Test FlexiCyte™

Visualisation et analyse des données entièrement flexibles

  • Analyse cellulaire avancée d’une large gamme de biomarqueurs fluorescents et de protéines
  • Conformité : conforme aux environnements 21 CFR Part 11/GMP
  • Paramètres d’analyse réglables avant et après l’acquisition des données
  • Algorithme d’analyse d’images intégré
  • Visualisation et validation des données lors de l’acquisition
Dans le test FlexiCyte™, les cellules sont colorées avec des fluorophores définis par l’utilisateur et au moyen de la solution 15. Ensuite, les cellules sont chargées sur une lame de comptage cellulaire et comptées à l’aide du NucleoCounter® NC-3000™.

Présentation du test FlexiCyte™

Light source and emission filter(s) for the FlexiCyte™ Assay are listed for Darkfield/UV, UV Led, violet LED, Blue LED, Green LED, and red LED.

Le test FlexiCyte™ de l’analyseur d’images avancé NucleoCounter®NC-3000™ permet d’effectuer une analyse cellulaire détaillée d’une large gamme de biomarqueurs et de protéines fluorescentes dans les cellules de mammifères. La fonction « Assistant d’adaptation de protocole » guide l’utilisateur dans le processus de sélection des paramètres optimaux.

FlexiCyte™ vous permet de créer un test personnalisé à l’aide d’une combinaison de LED, allant de l’UV au rouge lointain, associés à des filtres d’émission soigneusement sélectionnés, contenus du NucleoCounter® NC-3000™. Cela permet la détection simultanée de nombreux anticorps et protéines fluorescents.

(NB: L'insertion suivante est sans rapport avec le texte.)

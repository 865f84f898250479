use std::f32::consts::{FRAC_PI_2, PI, TAU};

use canvas3_types::{
    find_rgb,
    glam::{Affine3A, IVec2, Vec2, Vec3, Vec4},
    MeshType, MixMode, RenderState, SimpleMesh, SimpleMeshFlags, TextureHandle, TRANSPARENT_BACKGROUND,
};

use crate::{
    font::Font,
    pen::{PenFlags, PenTarget, SharedPenCache, TextAlign},
};

/// Angle step of curved outlines, about two degrees.
pub const ARC_STEP: f32 = 0.0384;

/// Draws 2D primitives in screen space.
///
/// Every primitive builds one mesh and either submits it to the target or
/// pushes it into the attached cache.
pub struct Pen<'a> {
    target: &'a mut dyn PenTarget,
    cache: Option<SharedPenCache>,
    state: RenderState,
    /// Offset applied to text, which does not go through the mesh transform.
    translation: Vec3,
    stack: Vec<(Affine3A, Vec3)>,

    color: Vec4,
    alt_color: Vec4,
    texture: Option<TextureHandle>,
    pen_width: f32,
    flags: PenFlags,

    vertices: Vec<Vec3>,
    indices: Vec<u32>,
    colors: Vec<Vec4>,
    texcoords: Vec<Vec2>,
    line_points: Vec<Vec2>,
    /// Trailing corners of the previous thick segment.
    last: [Vec2; 2],
    auto_texture: Option<Vec2>,
}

L’ Assistant d’adaptation de protocole vous guide tout au long de la sélection des paramètres optimaux. Après l’acquisition d’images, le Plot Manager présente les données sous forme de diagramme de dispersion et d’histogrammes avec l’image fluorescente. Vous pouvez ensuite effectuer une analyse détaillée des données en reliant les événements individuels entre les images et les graphes pour une compréhension complète de la co-localisation des événements marqués avec la fluorescence et les (sous-)populations cellulaires.

Principe du test

Les échantillons sont colorés par des fluorophores définis par l’utilisateur. Veuillez remarquer que le protocole FlexiCyte™ par défaut requiert une contre-coloration de l’échantillon au DAPI ou au Hoechst-33342 en plus de la coloration définie par l’utilisateur. Le DAPI et le Hoechst-33342 colorient le noyau et sont utilisés pour la détection (c’est-à-dire, le masquage) de la population cellulaire totale. Le Hoechst-33342 colorie à la fois les cellules vivantes et mortes et est utilisé pour marquer des échantillons de cellules non fixées. Le DAPI colorie exclusivement les cellules mortes et est utilisé pour marquer les cellules fixées par des alcools ou des aldéhydes.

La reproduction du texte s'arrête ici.